Abrí la puerta de par en par, y... ¿quién crees tú que se apareció á nuestra vista?... León, que, al vernos, lanzó un aullido de alegría.
—¿El perro aquí? —nos preguntamos sorprendidos.
El animal, demostrada su gratitud por haberle franqueado el paso, dirigióse hacia la ventana, y alzándose en pie, puso sus manos en las cerradas maderas, gruñendo ferozmente.
Mi mujer y yo cambiamos una mirada de inteligencia: habíamos dejado encerrado al perro dentro de la casa; en la huerta, á la que caía la ventana de nuestro dormitorio, alguien entró furtivamente.
Margarita me dijo: «¡Abre!», y de un soplo apagó la luz. Abrí con gran sigilo; una violenta ráfaga de aire entró en la habitación. La noche estaba algo obscura: los árboles del parque, batidos por el huracán, sonaban lúgubremente. León asomó la cabeza y ladró desaforado y rabioso. Creí columbrar entre las ramas de un hermoso peral un bulto, que muy bien pudiera ser el de un hombre.

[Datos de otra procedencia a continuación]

//! Role prompt templates
//!
//! Templates are data, not code: plain strings with `{placeholder}` slots.
//! Rendering is a single pass; an unknown placeholder fails closed instead of
//! passing garbage to an executor.

use std::collections::HashMap;

use super::DispatchError;

/// Placeholders a template may reference
pub const ALLOWED_PLACEHOLDERS: [&str; 6] = [
    "task_id",
    "title",
    "description",
    "role",
    "context",
    "attempt",
];

/// Render a template against the provided variables (single pass)
///
/// `{{` escapes a literal brace. Unknown placeholders fail closed with
/// [`DispatchError::UnknownPlaceholder`].
pub fn render(template: &str, vars: &HashMap<&str, String>) -> Result<String, DispatchError> {
    let mut out = String::with_capacity(template.len());
    let mut chars = template.char_indices().peekable();

    while let Some((_, ch)) = chars.next() {
        if ch == '{' {
            if chars.peek().map(|(_, c)| *c) == Some('{') {
                chars.next();
                out.push('{');
                continue;
            }
            let mut name = String::new();
            let mut closed = false;
            for (_, inner) in chars.by_ref() {
                if inner == '}' {
                    closed = true;
                    break;
                }
                name.push(inner);
            }
            if !closed {
                return Err(DispatchError::UnknownPlaceholder {
                    placeholder: format!("{{{name}"),
                });
            }
            match vars.get(name.as_str()) {
                Some(value) => out.push_str(value),
                None => {
                    return Err(DispatchError::UnknownPlaceholder { placeholder: name });
                }
            }
        } else if ch == '}' && chars.peek().map(|(_, c)| *c) == Some('}') {
            chars.next();
            out.push('}');
        } else {
            out.push(ch);
        }
    }

    Ok(out)
}

/// Builtin template used by roles without an override
pub const DEFAULT_TEMPLATE: &str = "\
You are the {role} agent.

## Task {task_id}: {title}

{description}

## Relevant context

{context}

Attempt {attempt}. Produce the expected artifacts and summarize the work.";

/// Role-specific system framing, prepended to the default template
pub fn role_preamble(role: crate::types::RoleId) -> &'static str {
    use crate::types::RoleId;
    match role {
        RoleId::Coordinator => "Coordinate across tasks; resolve conflicts; never write code directly.\n\n",
        RoleId::TechnicalLead => "Own architecture decisions and review implementation plans.\n\n",
        RoleId::Backend => "Implement server-side behavior with tests.\n\n",
        RoleId::Frontend => "Implement UI behavior against the agreed API contract.\n\n",
        RoleId::Ux => "Produce design guidance and interaction specifications.\n\n",
        RoleId::Product => "Clarify requirements and acceptance criteria.\n\n",
        RoleId::Qa => "Verify behavior against acceptance criteria; report findings by severity.\n\n",
        RoleId::Documentation => "Write operator and user documentation for the delivered work.\n\n",
    }
}

// ============================================================================
// TESTS
// ============================================================================

#[cfg(test)]
mod tests {
    use super::*;

    fn vars() -> HashMap<&'static str, String> {
        HashMap::from([
            ("task_id", "BE-1".to_string()),
            ("title", "Build endpoint".to_string()),
            ("description", "POST /orders".to_string()),
            ("role", "backend".to_string()),
            ("context", "schema v2".to_string()),
            ("attempt", "1".to_string()),
        ])
    }

    #[test]
    fn test_render_happy_path() {
        let rendered = render("Task {task_id}: {title} ({role})", &vars()).unwrap();
        assert_eq!(rendered, "Task BE-1: Build endpoint (backend)");
    }

    #[test]
    fn test_unknown_placeholder_fails_closed() {
        let err = render("Use {secret_key} here", &vars()).unwrap_err();
        assert!(matches!(
            err,
            DispatchError::UnknownPlaceholder { ref placeholder } if placeholder == "secret_key"
        ));
    }

    #[test]
    fn test_unterminated_placeholder_fails_closed() {
        assert!(render("broken {task_id", &vars()).is_err());
    }

    #[test]
    fn test_escaped_braces() {
        let rendered = render("literal {{json}} and {task_id}", &vars()).unwrap();
        assert_eq!(rendered, "literal {json} and BE-1");
    }

    #[test]
    fn test_default_template_renders_with_allowed_set() {
        let vars = vars();
        for placeholder in ALLOWED_PLACEHOLDERS {
            assert!(vars.contains_key(placeholder));
        }
        let rendered = render(DEFAULT_TEMPLATE, &vars).unwrap();
        assert!(rendered.contains("Task BE-1: Build endpoint"));
        assert!(rendered.contains("schema v2"));
    }

    #[test]
    fn test_every_role_has_a_preamble() {
        for role in crate::types::RoleId::ALL {
            assert!(!role_preamble(role).is_empty());
        }
    }
}
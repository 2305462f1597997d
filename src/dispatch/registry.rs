//! Role and tool registries
//!
//! Both registries are typed and populated at startup: configuration names
//! map to pre-registered constructors, never to dynamic loading. A role
//! declares the tool capabilities it may consume; a tool implementation
//! declares the capability it provides. Dispatch refuses calls outside the
//! declared set.

use std::collections::HashMap;
use std::sync::Arc;

use serde::{Deserialize, Serialize};

use super::template::{role_preamble, DEFAULT_TEMPLATE};
use super::DispatchError;
use crate::memory::{MemoryEngine, MemoryError};
use crate::types::{RoleId, Sensitivity};

// ============================================================================
// CAPABILITIES
// ============================================================================

/// Tool capabilities a role may be granted
#[derive(Debug, Clone, Copy, PartialEq, Eq, Hash, Serialize, Deserialize)]
#[serde(rename_all = "snake_case")]
pub enum ToolCapability {
    DatabaseQuery,
    RepoCommit,
    TestRun,
    MemoryRead,
    MemoryWrite,
    /// Required on top of MemoryWrite to mutate SECRET records
    SecretWrite,
}

// ============================================================================
// ROLE REGISTRY
// ============================================================================

/// One role's executor-facing profile
#[derive(Debug, Clone)]
pub struct RoleProfile {
    pub role: RoleId,
    pub capabilities: Vec<ToolCapability>,
    /// Prompt template (data); rendered with the fail-closed placeholder set
    pub template: String,
}

/// Registry mapping each role to its profile
#[derive(Debug, Clone)]
pub struct RoleRegistry {
    profiles: HashMap<RoleId, RoleProfile>,
}

impl RoleRegistry {
    /// The builtin eight-role registry
    pub fn builtin() -> Self {
        use RoleId::*;
        use ToolCapability::*;

        let caps = |role: RoleId| -> Vec<ToolCapability> {
            match role {
                Coordinator => vec![MemoryRead, MemoryWrite, SecretWrite],
                TechnicalLead => vec![MemoryRead, MemoryWrite, RepoCommit],
                Backend => vec![MemoryRead, DatabaseQuery, RepoCommit, TestRun],
                Frontend => vec![MemoryRead, RepoCommit, TestRun],
                Ux => vec![MemoryRead],
                Product => vec![MemoryRead, MemoryWrite],
                Qa => vec![MemoryRead, TestRun],
                Documentation => vec![MemoryRead],
            }
        };

        let profiles = RoleId::ALL
            .into_iter()
            .map(|role| {
                (
                    role,
                    RoleProfile {
                        role,
                        capabilities: caps(role),
                        template: format!("{}{}", role_preamble(role), DEFAULT_TEMPLATE),
                    },
                )
            })
            .collect();

        Self { profiles }
    }

    pub fn profile(&self, role: RoleId) -> Result<&RoleProfile, DispatchError> {
        self.profiles
            .get(&role)
            .ok_or(DispatchError::UnboundRole { role })
    }

    /// Replace one role's template (templates are configuration, not code)
    pub fn set_template(&mut self, role: RoleId, template: String) {
        if let Some(profile) = self.profiles.get_mut(&role) {
            profile.template = template;
        }
    }

    pub fn has_capability(&self, role: RoleId, capability: ToolCapability) -> bool {
        self.profiles
            .get(&role)
            .map(|p| p.capabilities.contains(&capability))
            .unwrap_or(false)
    }
}

// ============================================================================
// TOOL TRAIT & REGISTRY
// ============================================================================

/// A tool invocable synchronously from an executor
pub trait Tool: Send + Sync {
    fn name(&self) -> &str;
    fn capability(&self) -> ToolCapability;
    fn call(&self, args: &serde_json::Value) -> Result<serde_json::Value, DispatchError>;
}

/// Typed tool registry populated at startup
#[derive(Default, Clone)]
pub struct ToolRegistry {
    tools: HashMap<String, Arc<dyn Tool>>,
}

impl ToolRegistry {
    pub fn new() -> Self {
        Self::default()
    }

    pub fn register(&mut self, tool: Arc<dyn Tool>) {
        self.tools.insert(tool.name().to_string(), tool);
    }

    pub fn get(&self, name: &str) -> Result<Arc<dyn Tool>, DispatchError> {
        self.tools
            .get(name)
            .cloned()
            .ok_or_else(|| DispatchError::UnknownTool {
                tool: name.to_string(),
            })
    }

    pub fn names(&self) -> Vec<&str> {
        self.tools.keys().map(String::as_str).collect()
    }
}

// ============================================================================
// MEMORY TOOLS
// ============================================================================

/// Read-only memory access for executors
pub struct MemoryReadTool {
    engine: Arc<MemoryEngine>,
}

impl MemoryReadTool {
    pub fn new(engine: Arc<MemoryEngine>) -> Self {
        Self { engine }
    }
}

impl Tool for MemoryReadTool {
    fn name(&self) -> &str {
        "memory_read"
    }

    fn capability(&self) -> ToolCapability {
        ToolCapability::MemoryRead
    }

    fn call(&self, args: &serde_json::Value) -> Result<serde_json::Value, DispatchError> {
        let domain = args["domain"].as_str().unwrap_or_default();
        let key = args["key"].as_str().unwrap_or_default();
        match self.engine.get(domain, key) {
            Ok(content) => Ok(serde_json::json!({ "content": content })),
            Err(e) => Ok(serde_json::json!({ "error": e.to_string() })),
        }
    }
}

/// Memory mutation for executors; SECRET writes need the explicit grant
pub struct MemoryWriteTool {
    engine: Arc<MemoryEngine>,
    allow_secret: bool,
}

impl MemoryWriteTool {
    pub fn new(engine: Arc<MemoryEngine>, allow_secret: bool) -> Self {
        Self {
            engine,
            allow_secret,
        }
    }
}

impl Tool for MemoryWriteTool {
    fn name(&self) -> &str {
        if self.allow_secret {
            "memory_write_secret"
        } else {
            "memory_write"
        }
    }

    /// The secret-granted instance requires the stronger capability
    fn capability(&self) -> ToolCapability {
        if self.allow_secret {
            ToolCapability::SecretWrite
        } else {
            ToolCapability::MemoryWrite
        }
    }

    fn call(&self, args: &serde_json::Value) -> Result<serde_json::Value, DispatchError> {
        let domain = args["domain"].as_str().unwrap_or_default();
        let key = args["key"].as_str().unwrap_or_default();
        let content = args["content"].as_str().unwrap_or_default();
        let sensitivity = match args["sensitivity"].as_str() {
            Some("PUBLIC") => Sensitivity::Public,
            Some("SECRET") => Sensitivity::Secret,
            _ => Sensitivity::Internal,
        };

        if sensitivity == Sensitivity::Secret && !self.allow_secret {
            let err = MemoryError::CapabilityDenied {
                tool: self.name().to_string(),
            };
            return Ok(serde_json::json!({ "error": err.to_string() }));
        }

        match self.engine.put(domain, key, content, sensitivity) {
            Ok(record_id) => Ok(serde_json::json!({ "recordId": record_id })),
            Err(e) => Ok(serde_json::json!({ "error": e.to_string() })),
        }
    }
}

// ============================================================================
// TESTS
// ============================================================================

#[cfg(test)]
mod tests {
    use super::*;
    use crate::config::MemoryConfig;

    #[test]
    fn test_builtin_registry_covers_all_roles() {
        let registry = RoleRegistry::builtin();
        for role in RoleId::ALL {
            let profile = registry.profile(role).unwrap();
            assert!(profile.capabilities.contains(&ToolCapability::MemoryRead));
            assert!(profile.template.contains("{task_id}"));
        }
    }

    #[test]
    fn test_capability_checks() {
        let registry = RoleRegistry::builtin();
        assert!(registry.has_capability(RoleId::Backend, ToolCapability::DatabaseQuery));
        assert!(!registry.has_capability(RoleId::Ux, ToolCapability::RepoCommit));
        assert!(registry.has_capability(RoleId::Coordinator, ToolCapability::SecretWrite));
        assert!(!registry.has_capability(RoleId::Backend, ToolCapability::SecretWrite));
    }

    #[test]
    fn test_template_override() {
        let mut registry = RoleRegistry::builtin();
        registry.set_template(RoleId::Qa, "QA check {task_id}".to_string());
        assert_eq!(
            registry.profile(RoleId::Qa).unwrap().template,
            "QA check {task_id}"
        );
    }

    #[test]
    fn test_tool_registry_lookup() {
        let dir = tempfile::tempdir().unwrap();
        let engine = Arc::new(
            MemoryEngine::open(
                dir.path(),
                MemoryConfig {
                    passphrase: Some("t".into()),
                    ..MemoryConfig::default()
                },
            )
            .unwrap(),
        );

        let mut tools = ToolRegistry::new();
        tools.register(Arc::new(MemoryReadTool::new(Arc::clone(&engine))));
        assert!(tools.get("memory_read").is_ok());
        assert!(matches!(
            tools.get("teleport"),
            Err(DispatchError::UnknownTool { .. })
        ));
    }

    #[test]
    fn test_secret_write_requires_grant() {
        let dir = tempfile::tempdir().unwrap();
        let engine = Arc::new(
            MemoryEngine::open(
                dir.path(),
                MemoryConfig {
                    passphrase: Some("t".into()),
                    ..MemoryConfig::default()
                },
            )
            .unwrap(),
        );

        let ungranted = MemoryWriteTool::new(Arc::clone(&engine), false);
        let args = serde_json::json!({
            "domain": "d", "key": "k", "content": "v", "sensitivity": "SECRET"
        });
        let result = ungranted.call(&args).unwrap();
        assert!(result["error"].as_str().unwrap().contains("capability"));

        let granted = MemoryWriteTool::new(Arc::clone(&engine), true);
        let result = granted.call(&args).unwrap();
        assert!(result["recordId"].is_string());
        assert_eq!(engine.get("d", "k").unwrap(), "v");
    }

    #[test]
    fn test_memory_read_tool() {
        let dir = tempfile::tempdir().unwrap();
        let engine = Arc::new(
            MemoryEngine::open(
                dir.path(),
                MemoryConfig {
                    passphrase: Some("t".into()),
                    ..MemoryConfig::default()
                },
            )
            .unwrap(),
        );
        engine.put("d", "k", "stored", Sensitivity::Internal).unwrap();

        let tool = MemoryReadTool::new(engine);
        let result = tool
            .call(&serde_json::json!({ "domain": "d", "key": "k" }))
            .unwrap();
        assert_eq!(result["content"], "stored");
    }
}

Disparé á lo alto el arma...
Repuestos del susto, Margarita y yo nos volvimos á acostar. León pasó la noche tendido al pie de nuestra cama.

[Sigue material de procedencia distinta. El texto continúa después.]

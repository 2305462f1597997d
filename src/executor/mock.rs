//! Mock executor for testing
//!
//! Returns configurable outcomes without invoking anything real. Essential
//! for unit tests, the end-to-end scenario suite, and CI. Outcomes are
//! scripted per task id and consumed FIFO; tasks without a script fall back
//! to a deterministic success that emits every expected artifact.

use std::collections::VecDeque;
use std::sync::Mutex;
use std::time::Duration;

use async_trait::async_trait;
use dashmap::DashMap;
use tokio_util::sync::CancellationToken;

use super::{EmittedArtifact, ExecOutcome, ExecRequest, Executor, ExecutorError};

/// One scripted behavior, consumed per attempt
#[derive(Debug, Clone)]
pub enum ScriptedOutcome {
    /// Succeed with this output and these artifacts
    Succeed {
        output: String,
        artifacts: Vec<(String, Vec<u8>)>,
    },
    /// Fail with an executor error
    Fail { message: String },
    /// Sleep, then succeed (for overlap and timeout tests)
    SleepThenSucceed { delay: Duration, output: String },
    /// Block until cancelled (for cancellation tests)
    HangUntilCancelled,
}

/// Mock executor with per-task scripted outcomes
pub struct MockExecutor {
    scripts: DashMap<String, VecDeque<ScriptedOutcome>>,
    /// Every request seen, for assertions
    requests: Mutex<Vec<ExecRequest>>,
}

impl MockExecutor {
    pub fn new() -> Self {
        Self {
            scripts: DashMap::new(),
            requests: Mutex::new(Vec::new()),
        }
    }

    /// Queue one scripted outcome for a task id
    pub fn script(&self, task_id: &str, outcome: ScriptedOutcome) {
        self.scripts
            .entry(task_id.to_string())
            .or_default()
            .push_back(outcome);
    }

    /// Convenience: fail `n` attempts, then fall through to the default
    pub fn fail_times(&self, task_id: &str, n: u32) {
        for i in 0..n {
            self.script(
                task_id,
                ScriptedOutcome::Fail {
                    message: format!("injected failure {}", i + 1),
                },
            );
        }
    }

    /// All requests made to this executor
    pub fn requests(&self) -> Vec<ExecRequest> {
        self.requests.lock().expect("requests lock").clone()
    }

    /// Number of invocations for one task
    pub fn invocations(&self, task_id: &str) -> usize {
        self.requests
            .lock()
            .expect("requests lock")
            .iter()
            .filter(|r| r.task_id.as_str() == task_id)
            .count()
    }

    fn default_outcome(request: &ExecRequest) -> ExecOutcome {
        let artifacts = request
            .expected_artifacts
            .iter()
            .map(|path| EmittedArtifact {
                relative_path: path.clone(),
                bytes: format!("mock artifact for {}:{path}", request.task_id).into_bytes(),
            })
            .collect();
        ExecOutcome {
            output: format!("[mock:{}] completed {}", request.role, request.task_id),
            artifacts,
        }
    }
}

impl Default for MockExecutor {
    fn default() -> Self {
        Self::new()
    }
}

#[async_trait]
impl Executor for MockExecutor {
    fn name(&self) -> &str {
        "mock"
    }

    async fn execute(
        &self,
        request: ExecRequest,
        cancel: CancellationToken,
    ) -> Result<ExecOutcome, ExecutorError> {
        self.requests
            .lock()
            .expect("requests lock")
            .push(request.clone());

        let scripted = self
            .scripts
            .get_mut(request.task_id.as_str())
            .and_then(|mut queue| queue.pop_front());

        match scripted {
            None => Ok(Self::default_outcome(&request)),
            Some(ScriptedOutcome::Succeed { output, artifacts }) => Ok(ExecOutcome {
                output,
                artifacts: artifacts
                    .into_iter()
                    .map(|(relative_path, bytes)| EmittedArtifact {
                        relative_path,
                        bytes,
                    })
                    .collect(),
            }),
            Some(ScriptedOutcome::Fail { message }) => Err(ExecutorError::Failed {
                task_id: request.task_id.clone(),
                message,
            }),
            Some(ScriptedOutcome::SleepThenSucceed { delay, output }) => {
                tokio::select! {
                    _ = cancel.cancelled() => Err(ExecutorError::Cancelled),
                    _ = tokio::time::sleep(delay) => Ok(ExecOutcome::text(output)),
                }
            }
            Some(ScriptedOutcome::HangUntilCancelled) => {
                cancel.cancelled().await;
                Err(ExecutorError::Cancelled)
            }
        }
    }
}

// ============================================================================
// TESTS
// ============================================================================

#[cfg(test)]
mod tests {
    use super::*;
    use crate::types::{RoleId, TaskId};

    fn request(task_id: &str) -> ExecRequest {
        ExecRequest {
            task_id: TaskId::new(task_id).unwrap(),
            role: RoleId::Backend,
            prompt: "do the thing".into(),
            attempt: 1,
            expected_artifacts: vec!["out/report.md".into()],
            timeout: Duration::from_secs(5),
        }
    }

    #[tokio::test]
    async fn test_default_outcome_emits_expected_artifacts() {
        let executor = MockExecutor::new();
        let outcome = executor
            .execute(request("BE-1"), CancellationToken::new())
            .await
            .unwrap();
        assert!(outcome.output.contains("BE-1"));
        assert_eq!(outcome.artifacts.len(), 1);
        assert_eq!(outcome.artifacts[0].relative_path, "out/report.md");
    }

    #[tokio::test]
    async fn test_scripted_failures_then_default() {
        let executor = MockExecutor::new();
        executor.fail_times("BE-1", 2);

        let cancel = CancellationToken::new();
        assert!(executor.execute(request("BE-1"), cancel.clone()).await.is_err());
        assert!(executor.execute(request("BE-1"), cancel.clone()).await.is_err());
        assert!(executor.execute(request("BE-1"), cancel).await.is_ok());
        assert_eq!(executor.invocations("BE-1"), 3);
    }

    #[tokio::test]
    async fn test_hang_until_cancelled() {
        let executor = std::sync::Arc::new(MockExecutor::new());
        executor.script("BE-1", ScriptedOutcome::HangUntilCancelled);

        let cancel = CancellationToken::new();
        let handle = {
            let executor = std::sync::Arc::clone(&executor);
            let cancel = cancel.clone();
            tokio::spawn(async move { executor.execute(request("BE-1"), cancel).await })
        };

        tokio::time::sleep(Duration::from_millis(20)).await;
        cancel.cancel();
        let result = handle.await.unwrap();
        assert!(matches!(result, Err(ExecutorError::Cancelled)));
    }

    #[tokio::test]
    async fn test_sleep_then_succeed() {
        let executor = MockExecutor::new();
        executor.script(
            "BE-1",
            ScriptedOutcome::SleepThenSucceed {
                delay: Duration::from_millis(10),
                output: "slow but fine".into(),
            },
        );
        let outcome = executor
            .execute(request("BE-1"), CancellationToken::new())
            .await
            .unwrap();
        assert_eq!(outcome.output, "slow but fine");
    }
}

No tuve la prudencia de callarme, y enteré á mi mujer de la causa de mi chifladura de precauciones, como ella decía.
Desde entonces somos dos á velar por las noches, y á sufrir la misma penosa inquietud: cuando alborea el día, caemos en un sueño que turban pesadillas horripilantes. Y así una noche, y otra, y otra, y siempre, porque lo que nos ocurre no puede tener ya remedio.
—Lo tiene —afirmé.— No hay más que no vivir en este palacio.
—Cambiaríamos tan sólo de sitio, nada más. Dondequiera que vayamos sufriremos lo mismo, porque ese maldito anónimo lo dice: «Tarde ó temprano entrarán ladrones en su casa.» ¡Y entrarán! Margarita y yo tenemos la convicción de que esto ha de suceder fatalmente. Es la espina de nuestras riquezas. ¡Ay, cuán felices éramos en nuestro cuartito de los Madriles! En él dormíamos á pierna suelta, sin temor á ser robados, porque no teníamos oro, ni papel del Estado, ni joyas pictóricas. ¡Créete que la riqueza es carga de preocupaciones, harto pesada y aniquiladora, para los ricos improvisados!